*Stored data*.

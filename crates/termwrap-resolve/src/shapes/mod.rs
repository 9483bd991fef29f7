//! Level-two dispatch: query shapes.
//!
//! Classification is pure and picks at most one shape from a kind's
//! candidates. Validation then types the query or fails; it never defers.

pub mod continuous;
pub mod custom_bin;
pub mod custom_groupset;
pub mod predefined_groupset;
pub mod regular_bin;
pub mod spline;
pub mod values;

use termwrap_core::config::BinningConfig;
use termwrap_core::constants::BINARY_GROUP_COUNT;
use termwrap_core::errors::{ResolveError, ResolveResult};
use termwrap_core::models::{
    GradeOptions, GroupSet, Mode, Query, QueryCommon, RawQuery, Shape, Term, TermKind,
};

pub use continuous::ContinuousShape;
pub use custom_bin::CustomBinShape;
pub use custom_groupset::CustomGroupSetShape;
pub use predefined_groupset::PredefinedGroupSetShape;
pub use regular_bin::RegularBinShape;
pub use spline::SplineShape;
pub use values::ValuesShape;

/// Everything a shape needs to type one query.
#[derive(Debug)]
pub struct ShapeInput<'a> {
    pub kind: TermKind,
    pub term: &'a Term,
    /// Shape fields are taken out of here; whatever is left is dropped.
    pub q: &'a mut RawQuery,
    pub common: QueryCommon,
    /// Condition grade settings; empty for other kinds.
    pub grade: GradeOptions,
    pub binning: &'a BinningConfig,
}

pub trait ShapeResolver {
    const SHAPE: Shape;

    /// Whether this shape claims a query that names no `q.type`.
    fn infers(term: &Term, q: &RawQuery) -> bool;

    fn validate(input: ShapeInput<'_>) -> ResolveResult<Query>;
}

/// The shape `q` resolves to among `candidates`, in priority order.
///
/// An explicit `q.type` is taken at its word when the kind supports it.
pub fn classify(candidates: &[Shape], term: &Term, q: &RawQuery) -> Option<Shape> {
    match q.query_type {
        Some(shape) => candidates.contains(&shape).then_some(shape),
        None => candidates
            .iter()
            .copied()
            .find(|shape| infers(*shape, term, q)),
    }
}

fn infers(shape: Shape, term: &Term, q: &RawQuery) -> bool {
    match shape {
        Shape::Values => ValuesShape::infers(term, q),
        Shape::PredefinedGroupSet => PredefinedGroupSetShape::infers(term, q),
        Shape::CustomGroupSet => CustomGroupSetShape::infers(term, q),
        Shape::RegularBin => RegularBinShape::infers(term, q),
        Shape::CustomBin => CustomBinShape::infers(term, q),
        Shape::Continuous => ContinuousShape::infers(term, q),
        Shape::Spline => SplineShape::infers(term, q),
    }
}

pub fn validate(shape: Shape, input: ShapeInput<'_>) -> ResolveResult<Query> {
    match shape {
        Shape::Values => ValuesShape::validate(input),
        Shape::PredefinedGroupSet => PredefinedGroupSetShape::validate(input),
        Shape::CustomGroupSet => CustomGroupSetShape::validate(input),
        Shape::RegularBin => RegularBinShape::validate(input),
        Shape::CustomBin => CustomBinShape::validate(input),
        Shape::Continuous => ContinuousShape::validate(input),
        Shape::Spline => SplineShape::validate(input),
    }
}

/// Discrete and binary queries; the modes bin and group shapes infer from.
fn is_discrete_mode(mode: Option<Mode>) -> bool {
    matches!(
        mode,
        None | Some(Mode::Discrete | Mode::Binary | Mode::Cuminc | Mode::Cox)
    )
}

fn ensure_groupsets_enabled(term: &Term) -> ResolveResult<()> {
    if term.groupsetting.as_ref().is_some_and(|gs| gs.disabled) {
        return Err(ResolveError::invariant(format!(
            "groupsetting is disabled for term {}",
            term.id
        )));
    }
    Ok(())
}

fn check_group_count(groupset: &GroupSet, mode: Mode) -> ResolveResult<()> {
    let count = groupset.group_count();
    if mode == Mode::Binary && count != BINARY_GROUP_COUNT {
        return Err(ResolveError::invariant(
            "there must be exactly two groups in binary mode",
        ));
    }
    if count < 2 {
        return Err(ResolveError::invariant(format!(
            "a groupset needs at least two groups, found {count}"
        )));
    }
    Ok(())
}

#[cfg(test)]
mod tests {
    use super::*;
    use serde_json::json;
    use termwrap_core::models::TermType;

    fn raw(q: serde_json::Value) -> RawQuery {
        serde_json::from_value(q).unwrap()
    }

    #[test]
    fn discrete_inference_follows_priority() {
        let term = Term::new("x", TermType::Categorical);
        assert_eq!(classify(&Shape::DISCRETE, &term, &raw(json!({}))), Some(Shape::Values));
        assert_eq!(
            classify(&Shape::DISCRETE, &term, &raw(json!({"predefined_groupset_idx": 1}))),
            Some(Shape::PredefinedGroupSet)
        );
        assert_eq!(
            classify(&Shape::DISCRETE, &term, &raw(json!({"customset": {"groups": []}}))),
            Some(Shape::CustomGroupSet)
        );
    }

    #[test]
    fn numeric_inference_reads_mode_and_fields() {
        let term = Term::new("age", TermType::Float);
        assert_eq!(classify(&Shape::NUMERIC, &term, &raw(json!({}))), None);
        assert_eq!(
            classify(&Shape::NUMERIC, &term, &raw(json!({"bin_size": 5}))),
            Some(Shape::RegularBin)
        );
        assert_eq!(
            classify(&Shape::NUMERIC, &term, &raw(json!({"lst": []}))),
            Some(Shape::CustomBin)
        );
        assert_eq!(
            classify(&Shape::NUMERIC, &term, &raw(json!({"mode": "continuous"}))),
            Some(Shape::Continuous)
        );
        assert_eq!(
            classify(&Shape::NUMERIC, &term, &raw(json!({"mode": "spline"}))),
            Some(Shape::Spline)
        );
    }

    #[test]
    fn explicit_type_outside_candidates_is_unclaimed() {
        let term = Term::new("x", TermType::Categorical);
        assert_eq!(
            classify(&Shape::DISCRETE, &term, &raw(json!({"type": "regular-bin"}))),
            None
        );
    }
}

*To do*. Your answer should be an exact transcription of the data above.

*Output*.
filename crates/termwrap-resolve/src/shapes/mod.rs
repository 9483bd991fef29f7
//! Level-two dispatch: query shapes.
//!
//! Classification is pure and picks at most one shape from a kind's
//! candidates. Validation then types the query or fails; it never defers.

pub mod continuous;
pub mod custom_bin;
pub mod custom_groupset;
pub mod predefined_groupset;
pub mod regular_bin;
pub mod spline;
pub mod values;

use termwrap_core::config::BinningConfig;
use termwrap_core::constants::BINARY_GROUP_COUNT;
use termwrap_core::errors::{ResolveError, ResolveResult};
use termwrap_core::models::{
    GradeOptions, GroupSet, Mode, Query, QueryCommon, RawQuery, Shape, Term, TermKind,
};

pub use continuous::ContinuousShape;
pub use custom_bin::CustomBinShape;
pub use custom_groupset::CustomGroupSetShape;
pub use predefined_groupset::PredefinedGroupSetShape;
pub use regular_bin::RegularBinShape;
pub use spline::SplineShape;
pub use values::ValuesShape;

/// Everything a shape needs to type one query.
#[derive(Debug)]
pub struct ShapeInput<'a> {
    pub kind: TermKind,
    pub term: &'a Term,
    /// Shape fields are taken out of here; whatever is left is dropped.
    pub q: &'a mut RawQuery,
    pub common: QueryCommon,
    /// Condition grade settings; empty for other kinds.
    pub grade: GradeOptions,
    pub binning: &'a BinningConfig,
}

pub trait ShapeResolver {
    const SHAPE: Shape;

    /// Whether this shape claims a query that names no `q.type`.
    fn infers(term: &Term, q: &RawQuery) -> bool;

    fn validate(input: ShapeInput<'_>) -> ResolveResult<Query>;
}

/// The shape `q` resolves to among `candidates`, in priority order.
///
/// An explicit `q.type` is taken at its word when the kind supports it.
pub fn classify(candidates: &[Shape], term: &Term, q: &RawQuery) -> Option<Shape> {
    match q.query_type {
        Some(shape) => candidates.contains(&shape).then_some(shape),
        None => candidates
            .iter()
            .copied()
            .find(|shape| infers(*shape, term, q)),
    }
}

fn infers(shape: Shape, term: &Term, q: &RawQuery) -> bool {
    match shape {
        Shape::Values => ValuesShape::infers(term, q),
        Shape::PredefinedGroupSet => PredefinedGroupSetShape::infers(term, q),
        Shape::CustomGroupSet => CustomGroupSetShape::infers(term, q),
        Shape::RegularBin => RegularBinShape::infers(term, q),
        Shape::CustomBin => CustomBinShape::infers(term, q),
        Shape::Continuous => ContinuousShape::infers(term, q),
        Shape::Spline => SplineShape::infers(term, q),
    }
}

pub fn validate(shape: Shape, input: ShapeInput<'_>) -> ResolveResult<Query> {
    match shape {
        Shape::Values => ValuesShape::validate(input),
        Shape::PredefinedGroupSet => PredefinedGroupSetShape::validate(input),
        Shape::CustomGroupSet => CustomGroupSetShape::validate(input),
        Shape::RegularBin => RegularBinShape::validate(input),
        Shape::CustomBin => CustomBinShape::validate(input),
        Shape::Continuous => ContinuousShape::validate(input),
        Shape::Spline => SplineShape::validate(input),
    }
}

/// Discrete and binary queries; the modes bin and group shapes infer from.
fn is_discrete_mode(mode: Option<Mode>) -> bool {
    matches!(
        mode,
        None | Some(Mode::Discrete | Mode::Binary | Mode::Cuminc | Mode::Cox)
    )
}

fn ensure_groupsets_enabled(term: &Term) -> ResolveResult<()> {
    if term.groupsetting.as_ref().is_some_and(|gs| gs.disabled) {
        return Err(ResolveError::invariant(format!(
            "groupsetting is disabled for term {}",
            term.id
        )));
    }
    Ok(())
}

fn check_group_count(groupset: &GroupSet, mode: Mode) -> ResolveResult<()> {
    let count = groupset.group_count();
    if mode == Mode::Binary && count != BINARY_GROUP_COUNT {
        return Err(ResolveError::invariant(
            "there must be exactly two groups in binary mode",
        ));
    }
    if count < 2 {
        return Err(ResolveError::invariant(format!(
            "a groupset needs at least two groups, found {count}"
        )));
    }
    Ok(())
}

#[cfg(test)]
mod tests {
    use super::*;
    use serde_json::json;
    use termwrap_core::models::TermType;

    fn raw(q: serde_json::Value) -> RawQuery {
        serde_json::from_value(q).unwrap()
    }

    #[test]
    fn discrete_inference_follows_priority() {
        let term = Term::new("x", TermType::Categorical);
        assert_eq!(classify(&Shape::DISCRETE, &term, &raw(json!({}))), Some(Shape::Values));
        assert_eq!(
            classify(&Shape::DISCRETE, &term, &raw(json!({"predefined_groupset_idx": 1}))),
            Some(Shape::PredefinedGroupSet)
        );
        assert_eq!(
            classify(&Shape::DISCRETE, &term, &raw(json!({"customset": {"groups": []}}))),
            Some(Shape::CustomGroupSet)
        );
    }

    #[test]
    fn numeric_inference_reads_mode_and_fields() {
        let term = Term::new("age", TermType::Float);
        assert_eq!(classify(&Shape::NUMERIC, &term, &raw(json!({}))), None);
        assert_eq!(
            classify(&Shape::NUMERIC, &term, &raw(json!({"bin_size": 5}))),
            Some(Shape::RegularBin)
        );
        assert_eq!(
            classify(&Shape::NUMERIC, &term, &raw(json!({"lst": []}))),
            Some(Shape::CustomBin)
        );
        assert_eq!(
            classify(&Shape::NUMERIC, &term, &raw(json!({"mode": "continuous"}))),
            Some(Shape::Continuous)
        );
        assert_eq!(
            classify(&Shape::NUMERIC, &term, &raw(json!({"mode": "spline"}))),
            Some(Shape::Spline)
        );
    }

    #[test]
    fn explicit_type_outside_candidates_is_unclaimed() {
        let term = Term::new("x", TermType::Categorical);
        assert_eq!(
            classify(&Shape::DISCRETE, &term, &raw(json!({"type": "regular-bin"}))),
            None
        );
    }
}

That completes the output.